Scientific classification
- Kingdom: Animalia
- Phylum: Chordata
- Order: Squamata
- Suborder: Gekkota
- Family: Sphaerodactylidae
- Genus: Sphaerodactylus
- Species: S. richardi
- Binomial name: Sphaerodactylus richardi Hedges & Garrido, 1993

= Sphaerodactylus richardi =

- Genus: Sphaerodactylus
- Species: richardi
- Authority: Hedges & Garrido, 1993
- Conservation status: NT

Species of lizard

Sphaerodactylus richardi, also known commonly as Richard's banded sphaero or the Zapata big-scaled sphaero, is a small species of gecko, a lizard in the family Sphaerodactylidae. The species is endemic to Cuba.

==Etymology==
The specific name, richardi, is in honor of American herpetologist Richard Thomas.

==Taxonomy==
Sphaerodactylus richardi belongs to the scaber group.

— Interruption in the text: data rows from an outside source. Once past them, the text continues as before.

//! Rendering slots
//!
//! The widget never draws. Each frame it builds an immutable
//! [`SlideSnapshot`] and hands it to a [`ThumbRenderer`] and a
//! [`HintRenderer`], which return plain [`DrawCommand`] lists for the host
//! to execute. Closures of the right shape work as renderers:
//!
//! ```rust
//! use slidekit_widgets::{DrawCommand, SlideSnapshot, ThumbRenderer, VisualOutput};
//!
//! let square = |snapshot: &SlideSnapshot| -> VisualOutput {
//!     let mut out = VisualOutput::new();
//!     out.push(DrawCommand::RoundedRect {
//!         rect: snapshot.thumb_rect(),
//!         radius: 4.0,
//!         color: snapshot.thumb_color,
//!     });
//!     out
//! };
//! # fn takes(_: impl ThumbRenderer) {}
//! # takes(square);
//! ```

use slidekit_core::{Color, EdgeInsets, Orientation, Size};
use smallvec::SmallVec;

/// A point in logical pixels relative to the widget origin
#[derive(Debug, Clone, Copy, PartialEq, Default)]
pub struct Point {
    pub x: f32,
    pub y: f32,
}

impl Point {
    pub const fn new(x: f32, y: f32) -> Self {
        Self { x, y }
    }
}

/// Axis-aligned rectangle in logical pixels
#[derive(Debug, Clone, Copy, PartialEq, Default)]
pub struct Rect {
    pub x: f32,
    pub y: f32,
    pub width: f32,
    pub height: f32,
}

impl Rect {
    pub const fn new(x: f32, y: f32, width: f32, height: f32) -> Self {
        Self {
            x,
            y,
            width,
            height,
        }
    }

    pub fn center(&self) -> Point {
        Point::new(self.x + self.width / 2.0, self.y + self.height / 2.0)
    }
}

/// Icons the default thumb can draw
#[derive(Debug, Clone, Copy, PartialEq, Eq)]
pub enum Glyph {
    ArrowForward,
    ArrowDownward,
    Check,
}

/// A single drawing instruction
#[derive(Debug, Clone, PartialEq)]
pub enum DrawCommand {
    RoundedRect {
        rect: Rect,
        radius: f32,
        color: Color,
    },
    Circle {
        center: Point,
        radius: f32,
        color: Color,
    },
    Icon {
        glyph: Glyph,
        center: Point,
        size: f32,
        color: Color,
    },
    /// Indeterminate progress indicator
    Spinner {
        center: Point,
        radius: f32,
        color: Color,
    },
    Text {
        content: String,
        center: Point,
        color: Color,
    },
}

/// Output of one renderer slot
pub type VisualOutput = SmallVec<[DrawCommand; 4]>;

/// Everything a renderer may look at for one frame
#[derive(Debug, Clone, PartialEq)]
pub struct SlideSnapshot {
    /// Caller-owned committed flag as last observed
    pub committed: bool,
    /// Proximity to completion in `[0, 1]`
    pub fraction: f32,
    pub offset: f32,
    pub track_length: f32,
    pub orientation: Orientation,
    pub thumb_size: f32,
    pub padding: EdgeInsets,
    pub container: Size,
    pub hint_text: String,
    pub track_color: Color,
    pub hint_color: Color,
    pub thumb_color: Color,
    pub icon_color: Color,
    pub indicator_color: Color,
}

impl SlideSnapshot {
    /// Whole widget area
    pub fn track_rect(&self) -> Rect {
        Rect::new(0.0, 0.0, self.container.width, self.container.height)
    }

    /// Thumb square at the current offset, centred on the cross axis
    pub fn thumb_rect(&self) -> Rect {
        let size = self.thumb_size;
        match self.orientation {
            Orientation::Horizontal => Rect::new(
                self.padding.left + self.offset,
                (self.container.height - size) / 2.0,
                size,
                size,
            ),
            Orientation::Vertical => Rect::new(
                (self.container.width - size) / 2.0,
                self.padding.top + self.offset,
                size,
                size,
            ),
        }
    }

    /// Rounded track background in the fraction-dependent colour
    pub fn track_background(&self) -> DrawCommand {
        DrawCommand::RoundedRect {
            rect: self.track_rect(),
            radius: self.orientation.cross_axis(self.container) / 2.0,
            color: self.track_color,
        }
    }
}

/// Draws the thumb
pub trait ThumbRenderer: Send {
    fn render(&self, snapshot: &SlideSnapshot) -> VisualOutput;
}

/// Draws the hint behind the thumb
pub trait HintRenderer: Send {
    fn render(&self, snapshot: &SlideSnapshot) -> VisualOutput;
}

impl<F> ThumbRenderer for F
where
    F: Fn(&SlideSnapshot) -> VisualOutput + Send,
{
    fn render(&self, snapshot: &SlideSnapshot) -> VisualOutput {
        self(snapshot)
    }
}

impl<F> HintRenderer for F
where
    F: Fn(&SlideSnapshot) -> VisualOutput + Send,
{
    fn render(&self, snapshot: &SlideSnapshot) -> VisualOutput {
        self(snapshot)
    }
}

/// Circle with a direction arrow, or a spinner once committed
#[derive(Debug, Clone, Copy, Default)]
pub struct DefaultThumb;

impl ThumbRenderer for DefaultThumb {
    fn render(&self, snapshot: &SlideSnapshot) -> VisualOutput {
        let rect = snapshot.thumb_rect();
        let center = rect.center();
        let radius = snapshot.thumb_size / 2.0;

        let mut out = VisualOutput::new();
        out.push(DrawCommand::Circle {
            center,
            radius,
            color: snapshot.thumb_color,
        });
        if snapshot.committed {
            out.push(DrawCommand::Spinner {
                center,
                radius: radius * 0.5,
                color: snapshot.indicator_color,
            });
        } else {
            let glyph = match snapshot.orientation {
                Orientation::Horizontal => Glyph::ArrowForward,
                Orientation::Vertical => Glyph::ArrowDownward,
            };
            out.push(DrawCommand::Icon {
                glyph,
                center,
                size: radius,
                color: snapshot.icon_color,
            });
        }
        out
    }
}

/// Centred hint text
#[derive(Debug, Clone, Copy, Default)]
pub struct DefaultHint;

impl HintRenderer for DefaultHint {
    fn render(&self, snapshot: &SlideSnapshot) -> VisualOutput {
        let mut out = VisualOutput::new();
        if snapshot.hint_text.is_empty() || snapshot.hint_color.a <= 0.0 {
            return out;
        }
        out.push(DrawCommand::Text {
            content: snapshot.hint_text.clone(),
            center: snapshot.track_rect().center(),
            color: snapshot.hint_color,
        });
        out
    }
}
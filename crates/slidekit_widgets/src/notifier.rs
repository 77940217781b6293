//! Fraction change notification

/// Forwards slide fractions to a callback, skipping repeats of the last
/// delivered value.
#[derive(Default)]
pub struct FractionChangeNotifier {
    last_delivered: Option<f32>,
    callback: Option<Box<dyn FnMut(f32) + Send>>,
}

impl FractionChangeNotifier {
    pub fn new() -> Self {
        Self::default()
    }

    pub fn with_callback<F>(callback: F) -> Self
    where
        F: FnMut(f32) + Send + 'static,
    {
        Self {
            last_delivered: None,
            callback: Some(Box::new(callback)),
        }
    }

    pub fn set_callback<F>(&mut self, callback: F)
    where
        F: FnMut(f32) + Send + 'static,
    {
        self.callback = Some(Box::new(callback));
    }

    pub fn clear_callback(&mut self) {
        self.callback = None;
    }

    /// Deliver `fraction` if it differs from the last delivered value.
    ///
    /// Returns true when the callback ran. NaN is never delivered, and
    /// nothing is recorded while no callback is registered.
    pub fn offer(&mut self, fraction: f32) -> bool {
        if fraction.is_nan() || self.last_delivered == Some(fraction) {
            return false;
        }
        let Some(callback) = self.callback.as_mut() else {
            return false;
        };
        callback(fraction);
        self.last_delivered = Some(fraction);
        tracing::trace!(fraction, "fraction delivered");
        true
    }

    pub fn last_delivered(&self) -> Option<f32> {
        self.last_delivered
    }

    /// Forget the last delivered value so the next offer always goes through
    pub fn reset(&mut self) {
        self.last_delivered = None;
    }
}

impl std::fmt::Debug for FractionChangeNotifier {
    fn fmt(&self, f: &mut std::fmt::Formatter<'_>) -> std::fmt::Result {
        f.debug_struct("FractionChangeNotifier")
            .field("last_delivered", &self.last_delivered)
            .field("has_callback", &self.callback.is_some())
            .finish()
    }
}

Other species in the group are S. oliveri, S. scaber, and S. storeyae.

==Description==
Sphaerodactylus richardi may attain a snout-to-vent length (SVL) of 31.1 mm. It has large non-overlapping dorsal scales, except for a zone of mid-dorsal granular scales which is three scales wide. Adults have a dorsal color pattern of 5-6 bold dark crossbands on the body.

==Habitat==
The preferred habitats of S. richardi are forest, shrubland, and marine intertidal.

==Reproduction==
Sphaerodactylus richardi is oviparous.